EPUB 3’s new navigation document should help with the first problem, as it provides the means to include the full structure without having to have it all rendered visually. The second problem remains to be solved, but is on the reading system side to do.
The other key means of navigation is by heading.
Where the table of contents requires readers to move in and out of the content to get around, which is useful when skimming for a location, headings allow them to quickly move forward and back without leaving the content. Headings are not numbered h1, h2 .. h6 just so you can pick how big you want them to look, after all! Each represents a level of your document hierarchy, and when you apply them properly it allows a reader using an accessible device to move through the levels in a consistent manner. Accessible devices typically have hotkey combinations that allow the reader to move across equivalent heading levels or up and down through them, so long as they have been consistently applied.

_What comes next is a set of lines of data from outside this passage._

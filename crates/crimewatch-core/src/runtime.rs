use crate::command::{Action, Command, CommandInner};
use crate::model::Model;
use crate::subscription::SubscriptionManager;
use crossterm::{
    cursor, execute,
    terminal::{
        disable_raw_mode, enable_raw_mode, EnterAlternateScreen, LeaveAlternateScreen, SetTitle,
    },
};
use ratatui::{backend::CrosstermBackend, Terminal};
use std::io::{self, stdout, Stdout};
use std::time::Duration;
use tokio::sync::mpsc;
use tokio::task::AbortHandle;
use tokio::time::MissedTickBehavior;

/// Errors that can occur while initializing or running a [`Program`].
#[derive(Debug, thiserror::Error)]
pub enum ProgramError {
    /// An I/O error from terminal setup, rendering, or teardown.
    #[error("terminal I/O error: {0}")]
    Io(#[from] io::Error),
}

/// Configuration options for a [`Program`].
///
/// ```rust,ignore
/// let opts = ProgramOptions {
///     fps: 30,
///     title: Some("crimewatch".into()),
///     ..ProgramOptions::default()
/// };
/// ```
#[derive(Debug, Clone)]
pub struct ProgramOptions {
    /// Redraw rate cap (default: 60, clamped to 1..=120).
    pub fps: u32,
    /// Render on the alternate screen (default: true).
    pub alt_screen: bool,
    /// Terminal title to set on startup.
    pub title: Option<String>,
    /// Restore the terminal before the default panic hook runs (default: true).
    pub catch_panics: bool,
    /// Exit cleanly on Ctrl-C delivered as a signal (default: true).
    pub handle_signals: bool,
}

impl Default for ProgramOptions {
    fn default() -> Self {
        Self {
            fps: 60,
            alt_screen: true,
            title: None,
            catch_panics: true,
            handle_signals: true,
        }
    }
}

/// Abort handles for every task spawned on behalf of a [`Command`].
///
/// A completed command task delivers its message through the program's
/// channel. When the program exits first, [`abort_all`](InFlight::abort_all)
/// cancels whatever is still running so no completion outlives the model.
#[derive(Default)]
pub(crate) struct InFlight {
    handles: Vec<AbortHandle>,
}

impl InFlight {
    pub fn spawn<Msg: Send + 'static>(
        &mut self,
        fut: futures::future::BoxFuture<'static, Msg>,
        tx: mpsc::UnboundedSender<Msg>,
    ) {
        self.handles.retain(|h| !h.is_finished());
        let handle = tokio::spawn(async move {
            let msg = fut.await;
            // Receiver gone means the program already exited.
            let _ = tx.send(msg);
        });
        self.handles.push(handle.abort_handle());
    }

    pub fn pending(&self) -> usize {
        self.handles.iter().filter(|h| !h.is_finished()).count()
    }

    pub fn abort_all(&mut self) -> usize {
        let pending = self.pending();
        for handle in self.handles.drain(..) {
            handle.abort();
        }
        pending
    }
}

/// Drives a [`Model`] against the real terminal.
///
/// `Program` sets up the terminal through ratatui/crossterm, renders the
/// initial view, then loops: apply incoming messages, run the commands they
/// return, reconcile subscriptions, redraw at most `fps` times a second. It
/// stops when the model returns [`Command::quit()`] or
/// Ctrl-C arrives as a signal.
///
/// ```rust,ignore
/// let model = Program::<FeedApp>::with_options(flags, options)?.run().await?;
/// ```
pub struct Program<M: Model> {
    model: M,
    terminal: Terminal<CrosstermBackend<Stdout>>,
    msg_tx: mpsc::UnboundedSender<M::Message>,
    msg_rx: mpsc::UnboundedReceiver<M::Message>,
    subscriptions: SubscriptionManager<M::Message>,
    in_flight: InFlight,
    options: ProgramOptions,
    needs_redraw: bool,
    should_quit: bool,
}

impl<M: Model> Program<M> {
    /// Create a program with custom options.
    ///
    /// Must be called inside a tokio runtime: the startup command is spawned
    /// immediately.
    pub fn with_options(flags: M::Flags, options: ProgramOptions) -> Result<Self, ProgramError> {
        let (msg_tx, msg_rx) = mpsc::unbounded_channel();
        let (model, init_cmd) = M::init(flags);

        let terminal = init_terminal(&options)?;
        let subscriptions = SubscriptionManager::new(msg_tx.clone());

        let mut program = Self {
            model,
            terminal,
            msg_tx,
            msg_rx,
            subscriptions,
            in_flight: InFlight::default(),
            options,
            needs_redraw: true,
            should_quit: false,
        };

        tracing::debug!(fps = program.options.fps, "program initialized");
        program.execute_command(init_cmd);
        let subs = program.model.subscriptions();
        program.subscriptions.reconcile(subs);

        Ok(program)
    }

    /// Run until quit and return the final model.
    pub async fn run(mut self) -> Result<M, ProgramError> {
        let result = self.event_loop().await;

        let aborted = self.in_flight.abort_all();
        if aborted > 0 {
            tracing::info!(aborted, "cancelled in-flight commands on exit");
        }
        self.subscriptions.shutdown();
        self.msg_rx.close();
        restore_terminal(self.options.alt_screen)?;
        tracing::debug!("program shut down");

        result.map(|()| self.model)
    }

    async fn event_loop(&mut self) -> Result<(), ProgramError> {
        self.render()?;

        let fps = self.options.fps.clamp(1, 120);
        let mut frame_interval = tokio::time::interval(Duration::from_secs_f64(1.0 / fps as f64));
        frame_interval.set_missed_tick_behavior(MissedTickBehavior::Skip);

        let handle_signals = self.options.handle_signals;

        loop {
            tokio::select! {
                biased;

                _ = tokio::signal::ctrl_c(), if handle_signals => {
                    tracing::debug!("received ctrl+c signal");
                    return Ok(());
                }

                Some(msg) = self.msg_rx.recv() => {
                    self.process_message(msg);
                    // Drain whatever else is queued so one redraw covers it.
                    while let Ok(msg) = self.msg_rx.try_recv() {
                        self.process_message(msg);
                        if self.should_quit {
                            break;
                        }
                    }
                    if self.should_quit {
                        return Ok(());
                    }
                }

                _ = frame_interval.tick() => {
                    if self.needs_redraw {
                        self.render()?;
                        self.needs_redraw = false;
                    }
                }
            }
        }
    }

    fn process_message(&mut self, msg: M::Message) {
        let cmd = self.model.update(msg);
        self.execute_command(cmd);

        let subs = self.model.subscriptions();
        self.subscriptions.reconcile(subs);

        self.needs_redraw = true;
    }

    fn execute_command(&mut self, cmd: Command<M::Message>) {
        match cmd.inner {
            CommandInner::None => {}
            CommandInner::Action(Action::Message(msg)) => {
                let _ = self.msg_tx.send(msg);
            }
            CommandInner::Action(Action::Quit) => {
                self.should_quit = true;
            }
            CommandInner::Future(fut) => {
                self.in_flight.spawn(fut, self.msg_tx.clone());
                tracing::trace!(pending = self.in_flight.pending(), "spawned command task");
            }
            CommandInner::Batch(cmds) => {
                for cmd in cmds {
                    self.execute_command(cmd);
                }
            }
        }
    }

    fn render(&mut self) -> Result<(), ProgramError> {
        self.terminal.draw(|frame| self.model.view(frame))?;
        Ok(())
    }
}

fn init_terminal(
    options: &ProgramOptions,
) -> Result<Terminal<CrosstermBackend<Stdout>>, ProgramError> {
    if options.catch_panics {
        use std::sync::Once;
        static HOOK_INSTALLED: Once = Once::new();
        let alt_screen = options.alt_screen;
        HOOK_INSTALLED.call_once(|| {
            let original_hook = std::panic::take_hook();
            std::panic::set_hook(Box::new(move |info| {
                let _ = restore_terminal(alt_screen);
                original_hook(info);
            }));
        });
    }

    enable_raw_mode()?;
    let mut out = stdout();
    if options.alt_screen {
        execute!(out, EnterAlternateScreen)?;
    }
    if let Some(ref title) = options.title {
        execute!(out, SetTitle(title))?;
    }
    execute!(out, cursor::Hide)?;

    Ok(Terminal::new(CrosstermBackend::new(out))?)
}

/// Best-effort teardown: every step runs even if an earlier one fails, and
/// only the raw-mode error is reported.
fn restore_terminal(alt_screen: bool) -> Result<(), io::Error> {
    let raw = disable_raw_mode();
    let mut out = stdout();
    execute!(out, cursor::Show).ok();
    if alt_screen {
        execute!(out, LeaveAlternateScreen).ok();
    }
    raw
}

But numbered headings are far from perfect:
- there are only six of them, which might seem overly-generous to the novel writers of the world, but having worked with legislation, six is often hardly enough. Textbooks also push this artificial limit.
- once you hit six, you can visually keep styling the headings differently for visual readers, but anyone using an AT loses any further ability to distinguish the document hierarchy.
- they’ve made reuse of content a pain, as it typically requires modifying heading numbers on the fly to get the content to retain a consistent hierarchy
Generic headings that are tied to the document structure would seem to be the perfect answer, no?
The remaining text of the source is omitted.